For at least the past five years, marketing executive surveys have put marketing ROI at the top of the agenda, and you had to wonder when the talk would lead to action. The results of the forthcoming "2006 Marketing ROI and Measurement Trend Study" (Lenskold Group/, now in its second year, show a sizable jump in marketing's ability to measure financial impact.

Marketing organizations need to assess where they stand and how well they are progressing relative to their industry. What do the trends in calculating ROI and other profitability metrics, or in linking brand measures to incremental sales and profits, mean to you? Are you part of that movement, or do you run the risk that your competitors are pulling ahead?

Progress is being made, yet most companies remain under-funded for marketing measurements and still have further to go. So, where do you stand in your measurements of the financial returns from marketing?

The stakes are high.
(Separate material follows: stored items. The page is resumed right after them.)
//! Dispatcher configuration
//!
//! Defaults suit an interactive session. Every field can be overridden from
//! the environment (`DispatcherConfig::from_env`) or a YAML file
//! (`DispatcherConfig::from_file`).

use std::path::{Path, PathBuf};
use std::time::Duration;

use serde::Deserialize;

use crate::error::ConfigError;

/// Argument limit per command
pub const DEFAULT_MAX_ARGS: usize = 64;

/// Nesting limit for aliases that run other aliases
pub const DEFAULT_MAX_ALIAS_DEPTH: usize = 16;

/// Configuration for a `CommandDispatcher`
#[derive(Debug, Clone, PartialEq, Deserialize)]
#[serde(default)]
pub struct DispatcherConfig {
    /// Interval between checks of a poll-backed pending result
    #[serde(with = "millis")]
    pub poll_interval: Duration,
    /// How often the watcher re-checks the shutdown flag while following a
    /// pending result
    #[serde(with = "millis")]
    pub wait_timeout: Duration,
    /// Captured arguments passed to a handler, at most
    pub max_args: usize,
    /// `vrun` nesting depth, at most
    pub max_alias_depth: usize,
    /// YAML file of aliases defined at construction
    pub alias_file: Option<PathBuf>,
}

impl Default for DispatcherConfig {
    fn default() -> Self {
        Self {
            poll_interval: Duration::from_millis(1),
            wait_timeout: Duration::from_millis(50),
            max_args: DEFAULT_MAX_ARGS,
            max_alias_depth: DEFAULT_MAX_ALIAS_DEPTH,
            alias_file: None,
        }
    }
}

impl DispatcherConfig {
    /// Load from environment variables, falling back to defaults
    pub fn from_env() -> Self {
        let defaults = Self::default();
        Self {
            poll_interval: std::env::var("DISPATCH_POLL_INTERVAL_MS")
                .ok()
                .and_then(|s| s.parse().ok())
                .map(Duration::from_millis)
                .unwrap_or(defaults.poll_interval),
            wait_timeout: std::env::var("DISPATCH_WAIT_TIMEOUT_MS")
                .ok()
                .and_then(|s| s.parse().ok())
                .map(Duration::from_millis)
                .unwrap_or(defaults.wait_timeout),
            max_args: std::env::var("DISPATCH_MAX_ARGS")
                .ok()
                .and_then(|s| s.parse().ok())
                .unwrap_or(defaults.max_args),
            max_alias_depth: std::env::var("DISPATCH_MAX_ALIAS_DEPTH")
                .ok()
                .and_then(|s| s.parse().ok())
                .unwrap_or(defaults.max_alias_depth),
            alias_file: std::env::var("DISPATCH_ALIAS_FILE")
                .ok()
                .filter(|s| !s.is_empty())
                .map(PathBuf::from),
        }
    }

    /// Load from a YAML file; missing keys keep their defaults
    pub fn from_file(path: &Path) -> Result<Self, ConfigError> {
        let content = std::fs::read_to_string(path).map_err(|source| ConfigError::Io {
            path: path.to_path_buf(),
            source,
        })?;
        serde_yaml::from_str(&content).map_err(|source| ConfigError::Yaml {
            origin: format!("{:?}", path),
            source,
        })
    }

    pub fn with_poll_interval(mut self, interval: Duration) -> Self {
        self.poll_interval = interval;
        self
    }

    pub fn with_alias_file(mut self, path: impl Into<PathBuf>) -> Self {
        self.alias_file = Some(path.into());
        self
    }
}

/// Durations as integer milliseconds in config files
mod millis {
    use serde::{Deserialize, Deserializer};
    use std::time::Duration;

    pub fn deserialize<'de, D>(deserializer: D) -> Result<Duration, D::Error>
    where
        D: Deserializer<'de>,
    {
        u64::deserialize(deserializer).map(Duration::from_millis)
    }
}

#[cfg(test)]
mod tests {
    use super::*;
    use std::io::Write;

    #[test]
    fn test_defaults() {
        let config = DispatcherConfig::default();
        assert_eq!(config.max_args, DEFAULT_MAX_ARGS);
        assert_eq!(config.max_alias_depth, DEFAULT_MAX_ALIAS_DEPTH);
        assert!(config.alias_file.is_none());
    }

    #[test]
    fn test_from_file_partial_overrides() {
        let mut file = tempfile::NamedTempFile::new().unwrap();
        writeln!(file, "poll_interval: 5\nmax_args: 8").unwrap();
        let config = DispatcherConfig::from_file(file.path()).unwrap();
        assert_eq!(config.poll_interval, Duration::from_millis(5));
        assert_eq!(config.max_args, 8);
        assert_eq!(config.wait_timeout, DispatcherConfig::default().wait_timeout);
    }

    #[test]
    fn test_from_file_rejects_wrong_types() {
        let mut file = tempfile::NamedTempFile::new().unwrap();
        writeln!(file, "max_args: lots").unwrap();
        assert!(matches!(
            DispatcherConfig::from_file(file.path()),
            Err(ConfigError::Yaml { .. })
        ));
    }

    #[test]
    fn test_builders() {
        let config = DispatcherConfig::default()
            .with_poll_interval(Duration::from_millis(3))
            .with_alias_file("aliases.yaml");
        assert_eq!(config.poll_interval, Duration::from_millis(3));
        assert_eq!(config.alias_file, Some(PathBuf::from("aliases.yaml")));
    }
}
A company's ability to put marketing ROI measurements and analysis into practice to increase efficiency and effectiveness so that every marketing dollar spent produces more financial results can create competitive advantages and greatly enhance marketing's credibility within the organization.

Few have achieved a leadership in this emerging discipline, but the trend is clearly on the upswing:

  • In the 2005 study, over half (53%) of the marketers surveyed described their ability to measure the financial returns (ROI) generated across all forms of marketing as "a long way from where it could be." This year, that number has dropped to 42%.

  • Moreover, 16% of the 791 marketers surveyed consider their ability to measure financial returns as either "a source of real leadership" or "as good as it needs to be," compared with only a total of 8% one year ago.

  • The remaining companies (42%) are making progress with ROI measurements but report their ability as "somewhat short of where it could be."

Marketing ROI has clearly moved from the stage of early adopters into the early majority, taking hold in mainstream corporate practices.

More specifically, 31% are calculating ROI, net present value, or other profitability metrics for at least some of their marketing campaigns/investments compared with just 19% in 2005, according to those participants knowledgeable about the organizations' practices. This increase comes as fewer marketers report relying entirely on traditional marketing metrics without any financial metrics (now 36%, down from 48% in 2005).

For those of us working within the specialized consulting area of marketing profitability management, these results are consistent with our own observations. There has clearly been a shift from companies' exploring and seeking information on marketing ROI--to finally launching ROI measurements and analyses.

The most significant barrier remains organizational culture that is somewhat resistant to change or cannot put staff and budget resources behind what is known to be the right course. Measurement challenges, too, exist, although the perceived barriers tend to be much greater than real barriers.

Now, more marketing executives are starting to move past the "wait-and-see" attitudes that are common during the early-adopter stage. Those who take action in this next "early majority" phase of marketing ROI adoption can benefit from the proven path taken by the early adopters and still earn a competitive advantage over those that will make up the "late majority" and the laggards.

Other results from the survey further evidence the adoption of marketing ROI. First, there has been some relief from the extreme under-funding of marketing measurements and analytics. Whereas almost 8 in 10 (78%) in 2005 said their funding was either "far below the right level" or "slightly below the right level," that proportion has dropped to 64%.

Despite such progress, the gap in funding of marketing measurements and analytics is still high and must be closed if companies are going to effectively bring the discipline of financial performance analysis into marketing.

And the motivation to take action is still quite significant in terms of the profit potential. Among those companies measuring financial returns, 92% indicate that profits can increase if measurements are put in place to capture marketing's contribution to sales.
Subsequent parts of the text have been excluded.